AIM OF THE EXERCISE: In the data that follows, find each line containing "describe" and copy it.

Records drawn from a dataset
━━━

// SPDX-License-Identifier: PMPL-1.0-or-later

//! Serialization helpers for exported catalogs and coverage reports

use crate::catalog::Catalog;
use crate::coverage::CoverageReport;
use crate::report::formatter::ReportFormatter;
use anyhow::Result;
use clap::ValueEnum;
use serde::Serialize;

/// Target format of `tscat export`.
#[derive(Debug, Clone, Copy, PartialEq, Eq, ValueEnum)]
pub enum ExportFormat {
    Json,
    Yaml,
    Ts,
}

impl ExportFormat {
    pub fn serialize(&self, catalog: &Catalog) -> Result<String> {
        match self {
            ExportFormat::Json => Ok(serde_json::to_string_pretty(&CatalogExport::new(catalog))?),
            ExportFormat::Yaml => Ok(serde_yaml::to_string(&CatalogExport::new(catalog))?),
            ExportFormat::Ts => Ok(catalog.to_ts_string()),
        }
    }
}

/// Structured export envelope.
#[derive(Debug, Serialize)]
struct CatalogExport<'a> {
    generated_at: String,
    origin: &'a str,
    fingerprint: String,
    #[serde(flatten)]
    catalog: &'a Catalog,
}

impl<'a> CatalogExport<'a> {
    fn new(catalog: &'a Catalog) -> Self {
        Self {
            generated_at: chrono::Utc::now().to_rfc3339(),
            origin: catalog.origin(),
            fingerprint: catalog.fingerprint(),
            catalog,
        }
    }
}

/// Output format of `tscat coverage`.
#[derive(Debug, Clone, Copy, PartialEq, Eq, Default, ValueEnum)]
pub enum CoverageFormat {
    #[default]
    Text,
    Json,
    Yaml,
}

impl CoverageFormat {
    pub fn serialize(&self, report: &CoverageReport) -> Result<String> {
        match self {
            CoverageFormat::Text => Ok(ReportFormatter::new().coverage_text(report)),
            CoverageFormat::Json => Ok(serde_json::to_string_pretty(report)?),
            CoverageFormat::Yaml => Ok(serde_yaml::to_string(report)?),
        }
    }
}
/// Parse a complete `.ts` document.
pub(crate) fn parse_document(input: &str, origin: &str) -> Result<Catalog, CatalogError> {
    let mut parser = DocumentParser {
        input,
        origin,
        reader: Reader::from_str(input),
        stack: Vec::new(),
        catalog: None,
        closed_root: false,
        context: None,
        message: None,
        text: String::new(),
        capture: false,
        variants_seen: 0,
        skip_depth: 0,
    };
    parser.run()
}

━━━

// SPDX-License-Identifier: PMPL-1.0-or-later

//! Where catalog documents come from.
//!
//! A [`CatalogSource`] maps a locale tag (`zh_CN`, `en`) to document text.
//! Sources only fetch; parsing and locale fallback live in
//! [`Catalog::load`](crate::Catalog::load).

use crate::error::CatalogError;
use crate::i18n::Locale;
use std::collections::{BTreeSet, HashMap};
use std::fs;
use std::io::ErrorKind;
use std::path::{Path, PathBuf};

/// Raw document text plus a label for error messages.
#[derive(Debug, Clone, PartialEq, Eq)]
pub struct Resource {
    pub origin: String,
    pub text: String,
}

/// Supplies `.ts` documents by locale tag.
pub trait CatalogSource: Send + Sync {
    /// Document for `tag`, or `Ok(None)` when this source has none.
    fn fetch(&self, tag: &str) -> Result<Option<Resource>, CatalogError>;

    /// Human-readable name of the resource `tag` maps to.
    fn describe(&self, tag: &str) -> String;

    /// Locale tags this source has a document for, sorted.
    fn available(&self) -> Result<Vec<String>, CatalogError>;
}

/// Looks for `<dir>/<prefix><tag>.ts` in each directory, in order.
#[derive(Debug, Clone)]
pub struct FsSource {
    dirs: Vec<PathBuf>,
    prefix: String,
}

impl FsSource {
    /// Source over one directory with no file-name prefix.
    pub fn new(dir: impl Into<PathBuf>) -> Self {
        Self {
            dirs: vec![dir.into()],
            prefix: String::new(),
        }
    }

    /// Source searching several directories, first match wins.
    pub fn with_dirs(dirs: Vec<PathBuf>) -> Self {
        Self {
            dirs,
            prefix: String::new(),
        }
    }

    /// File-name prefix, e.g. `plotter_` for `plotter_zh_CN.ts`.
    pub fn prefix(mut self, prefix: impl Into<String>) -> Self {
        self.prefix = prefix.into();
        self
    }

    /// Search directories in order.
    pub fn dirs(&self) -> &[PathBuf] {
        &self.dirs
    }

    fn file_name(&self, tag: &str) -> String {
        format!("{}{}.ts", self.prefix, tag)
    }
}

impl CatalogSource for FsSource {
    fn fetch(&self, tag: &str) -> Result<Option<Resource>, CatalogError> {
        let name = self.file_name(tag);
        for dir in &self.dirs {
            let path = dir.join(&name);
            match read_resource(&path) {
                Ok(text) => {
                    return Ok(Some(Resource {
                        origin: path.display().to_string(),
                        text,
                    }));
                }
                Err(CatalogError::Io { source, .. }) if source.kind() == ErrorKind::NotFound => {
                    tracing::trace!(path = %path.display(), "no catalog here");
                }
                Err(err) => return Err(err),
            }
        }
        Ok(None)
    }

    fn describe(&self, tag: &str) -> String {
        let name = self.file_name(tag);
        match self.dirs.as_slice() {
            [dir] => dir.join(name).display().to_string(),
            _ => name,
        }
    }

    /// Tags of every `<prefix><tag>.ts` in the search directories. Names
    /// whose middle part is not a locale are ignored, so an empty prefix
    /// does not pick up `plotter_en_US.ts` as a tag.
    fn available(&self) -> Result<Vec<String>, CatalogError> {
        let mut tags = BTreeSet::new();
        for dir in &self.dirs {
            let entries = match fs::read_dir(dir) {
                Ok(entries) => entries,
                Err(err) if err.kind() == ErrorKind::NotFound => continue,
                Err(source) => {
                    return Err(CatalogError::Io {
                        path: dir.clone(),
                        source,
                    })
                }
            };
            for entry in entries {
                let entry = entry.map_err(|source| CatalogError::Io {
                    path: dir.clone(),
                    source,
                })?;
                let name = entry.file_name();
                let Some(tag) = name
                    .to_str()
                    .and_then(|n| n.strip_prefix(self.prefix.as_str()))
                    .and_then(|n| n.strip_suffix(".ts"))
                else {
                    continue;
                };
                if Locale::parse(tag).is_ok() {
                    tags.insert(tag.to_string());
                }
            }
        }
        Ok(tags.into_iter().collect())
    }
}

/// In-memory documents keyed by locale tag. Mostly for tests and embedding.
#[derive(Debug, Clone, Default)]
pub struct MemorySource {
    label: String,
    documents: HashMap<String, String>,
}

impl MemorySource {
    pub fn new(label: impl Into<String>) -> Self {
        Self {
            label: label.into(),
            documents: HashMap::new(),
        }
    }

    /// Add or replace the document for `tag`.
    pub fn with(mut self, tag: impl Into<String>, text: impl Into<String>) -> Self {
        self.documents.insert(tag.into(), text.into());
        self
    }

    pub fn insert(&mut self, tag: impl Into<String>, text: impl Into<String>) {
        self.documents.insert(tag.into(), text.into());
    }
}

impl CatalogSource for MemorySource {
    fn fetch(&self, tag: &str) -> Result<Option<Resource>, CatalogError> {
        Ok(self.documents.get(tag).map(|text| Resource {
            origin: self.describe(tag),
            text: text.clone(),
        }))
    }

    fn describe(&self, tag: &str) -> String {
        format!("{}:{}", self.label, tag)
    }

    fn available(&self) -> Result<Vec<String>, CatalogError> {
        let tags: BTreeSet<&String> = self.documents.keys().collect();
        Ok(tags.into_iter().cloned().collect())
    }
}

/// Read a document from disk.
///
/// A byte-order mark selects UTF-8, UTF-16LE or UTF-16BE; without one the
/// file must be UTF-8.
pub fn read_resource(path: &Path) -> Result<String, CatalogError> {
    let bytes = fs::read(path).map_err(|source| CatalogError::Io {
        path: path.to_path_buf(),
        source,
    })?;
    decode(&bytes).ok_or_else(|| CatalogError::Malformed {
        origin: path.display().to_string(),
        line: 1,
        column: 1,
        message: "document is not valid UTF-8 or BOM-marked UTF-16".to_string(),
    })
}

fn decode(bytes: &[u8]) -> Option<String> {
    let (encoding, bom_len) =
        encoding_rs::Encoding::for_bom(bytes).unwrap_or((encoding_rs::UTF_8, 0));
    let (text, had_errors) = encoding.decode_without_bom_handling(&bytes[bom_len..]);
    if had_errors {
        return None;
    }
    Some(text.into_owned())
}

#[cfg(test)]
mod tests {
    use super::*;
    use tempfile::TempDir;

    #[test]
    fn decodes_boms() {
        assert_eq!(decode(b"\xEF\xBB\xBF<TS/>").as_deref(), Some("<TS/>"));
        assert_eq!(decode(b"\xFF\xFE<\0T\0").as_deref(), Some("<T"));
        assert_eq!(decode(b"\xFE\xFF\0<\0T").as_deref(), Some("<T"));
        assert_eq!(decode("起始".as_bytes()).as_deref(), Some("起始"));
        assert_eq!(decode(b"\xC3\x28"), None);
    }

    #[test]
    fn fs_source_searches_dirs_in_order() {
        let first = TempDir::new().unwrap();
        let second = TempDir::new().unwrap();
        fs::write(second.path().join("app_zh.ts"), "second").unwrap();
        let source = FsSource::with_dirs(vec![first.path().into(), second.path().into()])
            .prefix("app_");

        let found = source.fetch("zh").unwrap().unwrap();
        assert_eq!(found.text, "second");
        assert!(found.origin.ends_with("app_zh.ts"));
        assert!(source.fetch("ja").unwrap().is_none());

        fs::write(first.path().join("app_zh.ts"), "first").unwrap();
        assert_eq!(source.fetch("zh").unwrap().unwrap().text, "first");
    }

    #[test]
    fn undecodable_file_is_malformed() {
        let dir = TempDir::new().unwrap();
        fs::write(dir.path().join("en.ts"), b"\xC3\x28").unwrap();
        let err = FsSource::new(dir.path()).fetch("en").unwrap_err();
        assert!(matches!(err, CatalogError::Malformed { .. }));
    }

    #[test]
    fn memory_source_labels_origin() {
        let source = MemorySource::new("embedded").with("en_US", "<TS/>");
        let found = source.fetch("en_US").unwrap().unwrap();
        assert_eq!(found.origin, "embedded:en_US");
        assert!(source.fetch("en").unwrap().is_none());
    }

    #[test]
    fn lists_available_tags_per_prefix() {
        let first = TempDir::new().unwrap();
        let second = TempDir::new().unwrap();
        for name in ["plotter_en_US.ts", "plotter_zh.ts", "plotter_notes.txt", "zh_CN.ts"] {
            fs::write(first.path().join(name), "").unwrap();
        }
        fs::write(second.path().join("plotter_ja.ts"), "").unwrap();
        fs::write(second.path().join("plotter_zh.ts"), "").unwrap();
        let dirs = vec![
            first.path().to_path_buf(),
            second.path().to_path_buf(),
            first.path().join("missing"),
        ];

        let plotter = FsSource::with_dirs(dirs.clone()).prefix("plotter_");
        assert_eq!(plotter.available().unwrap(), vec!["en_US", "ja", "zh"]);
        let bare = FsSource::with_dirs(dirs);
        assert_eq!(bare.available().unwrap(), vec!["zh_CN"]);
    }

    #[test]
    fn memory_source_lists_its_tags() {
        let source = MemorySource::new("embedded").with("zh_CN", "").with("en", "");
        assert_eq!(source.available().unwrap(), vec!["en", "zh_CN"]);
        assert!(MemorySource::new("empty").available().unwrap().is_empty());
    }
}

━━━

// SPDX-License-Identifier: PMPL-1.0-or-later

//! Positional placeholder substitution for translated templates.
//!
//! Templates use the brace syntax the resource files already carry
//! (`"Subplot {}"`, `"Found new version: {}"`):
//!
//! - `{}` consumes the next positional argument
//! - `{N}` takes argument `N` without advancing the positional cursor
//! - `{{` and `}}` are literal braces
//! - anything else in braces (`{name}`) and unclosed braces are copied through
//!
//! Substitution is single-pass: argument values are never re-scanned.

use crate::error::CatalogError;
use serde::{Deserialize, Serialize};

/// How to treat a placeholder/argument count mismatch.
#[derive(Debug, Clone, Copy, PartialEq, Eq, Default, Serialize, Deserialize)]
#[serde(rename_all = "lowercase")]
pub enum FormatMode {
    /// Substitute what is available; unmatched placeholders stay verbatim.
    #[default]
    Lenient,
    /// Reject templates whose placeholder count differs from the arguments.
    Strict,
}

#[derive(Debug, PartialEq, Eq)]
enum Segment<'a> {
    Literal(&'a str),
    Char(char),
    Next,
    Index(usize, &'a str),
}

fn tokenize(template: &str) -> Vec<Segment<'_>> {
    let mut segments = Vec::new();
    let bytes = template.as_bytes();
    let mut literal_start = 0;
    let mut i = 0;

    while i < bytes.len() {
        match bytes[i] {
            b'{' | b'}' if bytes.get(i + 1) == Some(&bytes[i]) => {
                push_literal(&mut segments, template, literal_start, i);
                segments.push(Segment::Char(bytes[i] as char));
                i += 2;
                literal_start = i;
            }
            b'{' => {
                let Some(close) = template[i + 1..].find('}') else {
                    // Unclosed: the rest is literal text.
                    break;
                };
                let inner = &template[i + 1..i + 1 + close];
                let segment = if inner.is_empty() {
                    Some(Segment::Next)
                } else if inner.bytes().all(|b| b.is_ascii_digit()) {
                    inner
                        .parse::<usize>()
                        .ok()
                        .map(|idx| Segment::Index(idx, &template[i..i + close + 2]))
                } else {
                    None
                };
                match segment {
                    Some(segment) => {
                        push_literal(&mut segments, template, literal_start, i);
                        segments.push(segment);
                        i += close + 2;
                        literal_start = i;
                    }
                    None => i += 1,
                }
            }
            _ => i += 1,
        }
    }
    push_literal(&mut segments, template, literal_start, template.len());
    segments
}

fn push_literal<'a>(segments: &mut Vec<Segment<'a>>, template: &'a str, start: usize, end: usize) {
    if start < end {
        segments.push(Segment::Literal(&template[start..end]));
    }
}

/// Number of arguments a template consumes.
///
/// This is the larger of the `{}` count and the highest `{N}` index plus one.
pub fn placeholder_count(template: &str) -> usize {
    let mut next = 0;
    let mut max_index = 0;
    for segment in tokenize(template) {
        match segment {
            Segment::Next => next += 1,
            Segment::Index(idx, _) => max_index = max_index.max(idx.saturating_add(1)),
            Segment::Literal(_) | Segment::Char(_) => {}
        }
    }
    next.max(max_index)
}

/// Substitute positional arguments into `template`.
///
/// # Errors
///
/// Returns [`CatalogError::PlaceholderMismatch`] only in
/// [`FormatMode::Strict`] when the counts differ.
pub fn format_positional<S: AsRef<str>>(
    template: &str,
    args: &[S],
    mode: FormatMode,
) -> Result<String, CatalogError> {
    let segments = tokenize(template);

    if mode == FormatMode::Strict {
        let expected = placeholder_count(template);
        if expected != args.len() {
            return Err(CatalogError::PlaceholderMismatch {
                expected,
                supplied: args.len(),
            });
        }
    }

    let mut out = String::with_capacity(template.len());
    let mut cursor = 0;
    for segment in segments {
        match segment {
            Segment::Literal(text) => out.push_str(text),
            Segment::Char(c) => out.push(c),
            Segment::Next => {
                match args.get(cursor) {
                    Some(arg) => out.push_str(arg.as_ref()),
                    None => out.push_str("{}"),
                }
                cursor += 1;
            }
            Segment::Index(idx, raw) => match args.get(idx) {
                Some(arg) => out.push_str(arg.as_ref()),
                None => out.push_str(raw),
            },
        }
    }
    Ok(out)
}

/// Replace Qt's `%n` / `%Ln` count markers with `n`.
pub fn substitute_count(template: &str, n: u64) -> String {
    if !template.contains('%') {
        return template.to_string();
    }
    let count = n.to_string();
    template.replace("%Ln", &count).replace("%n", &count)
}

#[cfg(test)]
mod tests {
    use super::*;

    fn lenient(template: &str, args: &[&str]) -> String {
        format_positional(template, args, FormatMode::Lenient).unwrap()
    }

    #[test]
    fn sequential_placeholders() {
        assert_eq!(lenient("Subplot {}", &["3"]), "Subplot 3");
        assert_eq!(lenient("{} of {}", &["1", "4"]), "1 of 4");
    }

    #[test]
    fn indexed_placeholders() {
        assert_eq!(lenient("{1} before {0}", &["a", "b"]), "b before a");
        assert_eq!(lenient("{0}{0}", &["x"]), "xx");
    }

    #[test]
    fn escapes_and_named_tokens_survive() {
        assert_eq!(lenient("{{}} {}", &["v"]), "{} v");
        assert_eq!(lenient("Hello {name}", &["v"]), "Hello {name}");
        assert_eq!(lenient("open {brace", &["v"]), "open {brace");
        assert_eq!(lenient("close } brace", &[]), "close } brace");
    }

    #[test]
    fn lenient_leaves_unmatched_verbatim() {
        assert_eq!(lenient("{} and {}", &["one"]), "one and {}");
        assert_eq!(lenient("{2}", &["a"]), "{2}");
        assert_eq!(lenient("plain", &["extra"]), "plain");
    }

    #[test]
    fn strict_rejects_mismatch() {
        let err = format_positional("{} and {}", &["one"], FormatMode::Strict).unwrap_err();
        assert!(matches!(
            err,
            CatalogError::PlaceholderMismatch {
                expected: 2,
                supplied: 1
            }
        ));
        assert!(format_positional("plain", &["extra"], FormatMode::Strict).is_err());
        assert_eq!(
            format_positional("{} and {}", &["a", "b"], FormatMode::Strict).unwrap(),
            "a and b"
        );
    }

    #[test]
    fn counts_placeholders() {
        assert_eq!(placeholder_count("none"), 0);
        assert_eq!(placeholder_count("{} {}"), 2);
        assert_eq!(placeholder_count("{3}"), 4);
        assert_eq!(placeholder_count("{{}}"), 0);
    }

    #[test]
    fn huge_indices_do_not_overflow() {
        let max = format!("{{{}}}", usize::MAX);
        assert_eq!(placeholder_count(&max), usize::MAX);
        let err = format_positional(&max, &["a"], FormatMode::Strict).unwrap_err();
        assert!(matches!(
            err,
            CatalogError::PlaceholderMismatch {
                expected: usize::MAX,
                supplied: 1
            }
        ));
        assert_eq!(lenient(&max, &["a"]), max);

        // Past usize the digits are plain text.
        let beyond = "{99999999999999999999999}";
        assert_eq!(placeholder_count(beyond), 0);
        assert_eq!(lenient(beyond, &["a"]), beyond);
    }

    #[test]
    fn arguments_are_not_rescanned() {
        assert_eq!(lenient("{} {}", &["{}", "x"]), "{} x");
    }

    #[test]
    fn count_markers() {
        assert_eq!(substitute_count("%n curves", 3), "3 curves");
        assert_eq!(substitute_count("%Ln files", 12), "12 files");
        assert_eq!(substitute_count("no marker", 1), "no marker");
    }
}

━━━

WORKED SOLUTION:
    fn describe(&self, tag: &str) -> String;
    fn describe(&self, tag: &str) -> String {
            origin: self.describe(tag),
    fn describe(&self, tag: &str) -> String {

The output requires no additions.